Healthy maternal diets during pregnancy are an important protective factor for pregnancy-related outcomes, including gestational weight gain (GWG) and birth outcomes. We prospectively examined the associations of maternal dietary diversity and diet quality, using Minimum Dietary Diversity for Women (MDD-W) and Prime Diet Quality Score (PDQS), with GWG and birth outcomes among women enrolled in a trial in Tanzania (n = 1190). MDD-W and PDQS were derived from a baseline food frequency questionnaire. Women were monthly followed until delivery, during which weight was measured. GWG was classified based on the 2009 Institute of Medicine guidelines. Adverse birth outcomes were classified as low birth weight (LBW), small for gestational age, large for gestational age, and preterm birth. 46.2% participants had MDD-W ≥ 5. Mean score of PDQS was 23.3. Maternal intakes of nuts, poultry, and eggs were low, whereas intakes of sugar-sweetened beverages and refined grains were high. MDD-W was not associated with GWG or birth outcomes. For PDQS, compared to the lowest tertile, women in the highest tertile had lower risk of inappropriate GWG (risk ratio [RR] = 0.93, 95% confidence interval [CI]: 0.87-1.00). Women in the middle tertile group of PDQS (RR = 0.72, 95% CI: 0.51-1.00) had lower risk of preterm birth.
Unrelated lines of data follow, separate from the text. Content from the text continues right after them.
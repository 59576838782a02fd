// src/config.rs
use crate::domain::errors::{AppError, AppResult};
use crate::domain::service::ClassifierRules;
use crate::infrastructure::broker::DEFAULT_BASE_URL;
use crate::infrastructure::instruments::DEFAULT_INSTRUMENTS_URL;
use dotenv::dotenv;
use serde::{Deserialize, Serialize};
use std::env;
use std::fs::File;
use std::io::Read;
use std::path::Path;
use std::str::FromStr;
use std::time::Duration;

/// Order bot configuration
#[derive(Debug, Clone, Serialize, Deserialize)]
pub struct Config {
    /// Broker API credentials
    pub broker: BrokerConfig,

    /// Order sheet location
    pub sheet: SheetConfig,

    /// Poll loop settings
    pub pipeline: PipelineConfig,

    /// Instrument reference file
    pub instruments: InstrumentsConfig,

    /// Logging configuration
    pub logging: LoggingConfig,
}

/// Kite Connect configuration
#[derive(Debug, Clone, Serialize, Deserialize)]
pub struct BrokerConfig {
    pub api_key: String,

    pub api_secret: String,

    /// Pre-issued access token, tried before the token file
    pub access_token: Option<String>,

    /// File the access token is read from and saved to
    pub token_file: String,

    pub base_url: String,

    /// Read api_key/api_secret/access_token from the Info worksheet (B1:B3)
    pub credentials_from_sheet: bool,
}

#[derive(Debug, Clone, Copy, PartialEq, Eq, Serialize, Deserialize)]
#[serde(rename_all = "lowercase")]
pub enum SheetBackend {
    Google,
    Csv,
}

impl FromStr for SheetBackend {
    type Err = AppError;

    fn from_str(s: &str) -> Result<Self, Self::Err> {
        match s.trim().to_lowercase().as_str() {
            "google" => Ok(SheetBackend::Google),
            "csv" => Ok(SheetBackend::Csv),
            other => Err(AppError::Config(format!("Unsupported sheet backend: {}", other))),
        }
    }
}

/// Order sheet configuration
#[derive(Debug, Clone, Serialize, Deserialize)]
pub struct SheetConfig {
    pub backend: SheetBackend,

    pub spreadsheet_id: String,

    /// Worksheet holding order rows
    pub worksheet: String,

    /// Worksheet holding broker credentials
    pub info_worksheet: String,

    pub service_account_file: String,

    /// Order rows file for the csv backend
    pub csv_path: String,
}

/// Poll loop configuration
#[derive(Debug, Clone, Serialize, Deserialize)]
pub struct PipelineConfig {
    /// Pause between cycles
    pub poll_interval_secs: u64,

    /// Pause after each row that reached the broker
    pub row_throttle_ms: u64,

    /// Deadline for every HTTP call
    pub call_timeout_secs: u64,

    /// Digits needed for a symbol to count as a derivative
    pub min_derivative_digits: usize,

    /// Submission ledger file; disabled when unset
    pub ledger_path: Option<String>,
}

impl PipelineConfig {
    pub fn poll_interval(&self) -> Duration {
        Duration::from_secs(self.poll_interval_secs)
    }

    pub fn row_throttle(&self) -> Duration {
        Duration::from_millis(self.row_throttle_ms)
    }

    pub fn call_timeout(&self) -> Duration {
        Duration::from_secs(self.call_timeout_secs.max(1))
    }

    pub fn classifier_rules(&self) -> ClassifierRules {
        ClassifierRules::default().with_min_digits(self.min_derivative_digits)
    }
}

#[derive(Debug, Clone, Serialize, Deserialize)]
pub struct InstrumentsConfig {
    pub file: String,

    pub url: String,

    pub max_age_hours: u64,
}

impl InstrumentsConfig {
    pub fn max_age(&self) -> Duration {
        Duration::from_secs(self.max_age_hours * 3600)
    }
}

/// Logging configuration
#[derive(Debug, Clone, Serialize, Deserialize)]
pub struct LoggingConfig {
    /// Log level (e.g., "info", "debug", "warn", "error")
    pub level: String,

    /// Log to file
    pub to_file: bool,

    /// Log file path
    pub file_path: Option<String>,
}

fn env_or(name: &str, default: &str) -> String {
    env::var(name).unwrap_or_else(|_| default.to_string())
}

fn env_parse<T: FromStr>(name: &str, default: T) -> T {
    env::var(name)
        .ok()
        .and_then(|v| v.trim().parse().ok())
        .unwrap_or(default)
}

fn env_opt(name: &str) -> Option<String> {
    env::var(name).ok().filter(|v| !v.trim().is_empty())
}

impl Config {
    /// Load configuration from environment variables
    pub fn from_env() -> AppResult<Self> {
        // Load .env file if it exists
        dotenv().ok();

        let defaults = Config::default();

        let broker = BrokerConfig {
            api_key: env_or("KITE_API_KEY", ""),
            api_secret: env_or("KITE_API_SECRET", ""),
            access_token: env_opt("KITE_ACCESS_TOKEN"),
            token_file: env_or("KITE_TOKEN_FILE", &defaults.broker.token_file),
            base_url: env_or("KITE_BASE_URL", &defaults.broker.base_url),
            credentials_from_sheet: env_parse("KITE_CREDENTIALS_FROM_SHEET", false),
        };

        let sheet = SheetConfig {
            backend: env_or("SHEET_BACKEND", "google").parse()?,
            spreadsheet_id: env_or("SHEET_SPREADSHEET_ID", ""),
            worksheet: env_or("SHEET_WORKSHEET", &defaults.sheet.worksheet),
            info_worksheet: env_or("SHEET_INFO_WORKSHEET", &defaults.sheet.info_worksheet),
            service_account_file: env_or(
                "GOOGLE_SERVICE_ACCOUNT_FILE",
                &defaults.sheet.service_account_file,
            ),
            csv_path: env_or("SHEET_CSV_PATH", &defaults.sheet.csv_path),
        };

        let pipeline = PipelineConfig {
            poll_interval_secs: env_parse("POLL_INTERVAL_SECS", defaults.pipeline.poll_interval_secs),
            row_throttle_ms: env_parse("ROW_THROTTLE_MS", defaults.pipeline.row_throttle_ms),
            call_timeout_secs: env_parse("CALL_TIMEOUT_SECS", defaults.pipeline.call_timeout_secs),
            min_derivative_digits: env_parse(
                "MIN_DERIVATIVE_DIGITS",
                defaults.pipeline.min_derivative_digits,
            ),
            ledger_path: env_opt("LEDGER_PATH"),
        };

        let instruments = InstrumentsConfig {
            file: env_or("INSTRUMENTS_FILE", &defaults.instruments.file),
            url: env_or("INSTRUMENTS_URL", &defaults.instruments.url),
            max_age_hours: env_parse("INSTRUMENTS_MAX_AGE_HOURS", defaults.instruments.max_age_hours),
        };

        let logging = LoggingConfig {
            level: env_or("LOG_LEVEL", "info"),
            to_file: env_parse("LOG_TO_FILE", false),
            file_path: env_opt("LOG_FILE_PATH"),
        };

        Ok(Config {
            broker,
            sheet,
            pipeline,
            instruments,
            logging,
        })
    }

    /// Check the settings a polling run needs.
    pub fn validate_for_polling(&self) -> AppResult<()> {
        match self.sheet.backend {
            SheetBackend::Google if self.sheet.spreadsheet_id.is_empty() => Err(AppError::Config(
                "Missing SHEET_SPREADSHEET_ID environment variable".to_string(),
            )),
            SheetBackend::Csv if self.sheet.csv_path.is_empty() => Err(AppError::Config(
                "Missing SHEET_CSV_PATH environment variable".to_string(),
            )),
            _ => Ok(()),
        }
    }

    /// Load configuration from a file
    pub fn from_file<P: AsRef<Path>>(path: P) -> AppResult<Self> {
        let mut file = File::open(path).map_err(|e| {
            AppError::Config(format!("Failed to open config file: {}", e))
        })?;

        let mut contents = String::new();
        file.read_to_string(&mut contents).map_err(|e| {
            AppError::Config(format!("Failed to read config file: {}", e))
        })?;

        let config: Config = serde_json::from_str(&contents).map_err(|e| {
            AppError::Config(format!("Failed to parse config file: {}", e))
        })?;

        Ok(config)
    }

    /// Save configuration to a file
    pub fn to_file<P: AsRef<Path>>(&self, path: P) -> AppResult<()> {
        let contents = serde_json::to_string_pretty(self).map_err(|e| {
            AppError::Config(format!("Failed to serialize config: {}", e))
        })?;

        std::fs::write(path, contents).map_err(|e| {
            AppError::Config(format!("Failed to write config file: {}", e))
        })?;

        Ok(())
    }

    /// Initialize logging based on configuration
    pub fn init_logging(&self) -> AppResult<()> {
        let mut builder = env_logger::Builder::new();

        let log_level = match self.logging.level.to_lowercase().as_str() {
            "trace" => log::LevelFilter::Trace,
            "debug" => log::LevelFilter::Debug,
            "info" => log::LevelFilter::Info,
            "warn" => log::LevelFilter::Warn,
            "error" => log::LevelFilter::Error,
            _ => log::LevelFilter::Info,
        };

        builder.filter_level(log_level);

        if self.logging.to_file {
            if let Some(file_path) = &self.logging.file_path {
                let file = File::create(file_path).map_err(|e| {
                    AppError::Config(format!("Failed to create log file: {}", e))
                })?;

                builder.target(env_logger::Target::Pipe(Box::new(file)));
            }
        }

        builder.init();

        Ok(())
    }
}

impl Default for Config {
    fn default() -> Self {
        Self {
            broker: BrokerConfig {
                api_key: "".to_string(),
                api_secret: "".to_string(),
                access_token: None,
                token_file: "access_token.txt".to_string(),
                base_url: DEFAULT_BASE_URL.to_string(),
                credentials_from_sheet: false,
            },
            sheet: SheetConfig {
                backend: SheetBackend::Google,
                spreadsheet_id: "".to_string(),
                worksheet: "Place_Orders".to_string(),
                info_worksheet: "Info".to_string(),
                service_account_file: "service_account.json".to_string(),
                csv_path: "place_orders.csv".to_string(),
            },
            pipeline: PipelineConfig {
                poll_interval_secs: 10,
                row_throttle_ms: 1000,
                call_timeout_secs: 10,
                min_derivative_digits: 1,
                ledger_path: None,
            },
            instruments: InstrumentsConfig {
                file: "instruments.csv".to_string(),
                url: DEFAULT_INSTRUMENTS_URL.to_string(),
                max_age_hours: 12,
            },
            logging: LoggingConfig {
                level: "info".to_string(),
                to_file: false,
                file_path: None,
            },
        }
    }
}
After excluding women with prior complications, higher PDQS was associated with lower risk of LBW (middle tertile: RR = 0.55, 95% CI: 0.31-0.99, highest tertile: RR = 0.52, 95% CI: 0.29-0.94; continuous per SD: RR = 0.77, 95% CI: 0.60-0.99). Our findings support continuing efforts to improve maternal diet quality for optimal GWG and infant outcomes among Tanzanian women.

摘要

孕期健康的母体饮食是与妊娠相关结局相关的重要保护因素,包括妊娠体重增加(GWG)和出生结局。我们前瞻性地研究了母体饮食多样性和饮食质量与在坦桑尼亚进行的一项试验中登记的女性的 GWG 和出生结局之间的关系(n=1190),使用了最低女性饮食多样性(MDD-W)和主要饮食质量评分(PDQS)。MDD-W 和 PDQS 是从基线食物频率问卷中得出的。女性每月随访至分娩,在此期间测量体重。GWG 根据 2009 年美国医学研究所的指南进行分类。不良出生结局被分类为低出生体重(LBW)、小于胎龄儿、大于胎龄儿和早产。46.2%的参与者 MDD-W≥5。PDQS 的平均得分为 23.3。坚果、家禽和鸡蛋的摄入量较低,而含糖饮料和精制谷物的摄入量较高。MDD-W 与 GWG 或出生结局无关。对于 PDQS,与最低三分位组相比,最高三分位组女性 GWG 不当的风险较低(风险比 [RR] = 0.93,95%置信区间 [CI]:0.87-1.00)。PDQS 中间三分位组的女性(RR=0.72,95%CI:0.51-1.00)早产的风险较低。排除有既往并发症的女性后,较高的 PDQS 与 LBW 风险较低相关(中间三分位:RR=0.55,95%CI:0.31-0.99,最高三分位:RR=0.52,95%CI:0.29-0.94;连续每标准差:RR=0.77,95%CI:0.60-0.99)。我们的研究结果支持继续努力改善坦桑尼亚女性的母体饮食质量,以实现最佳 GWG 和婴儿结局。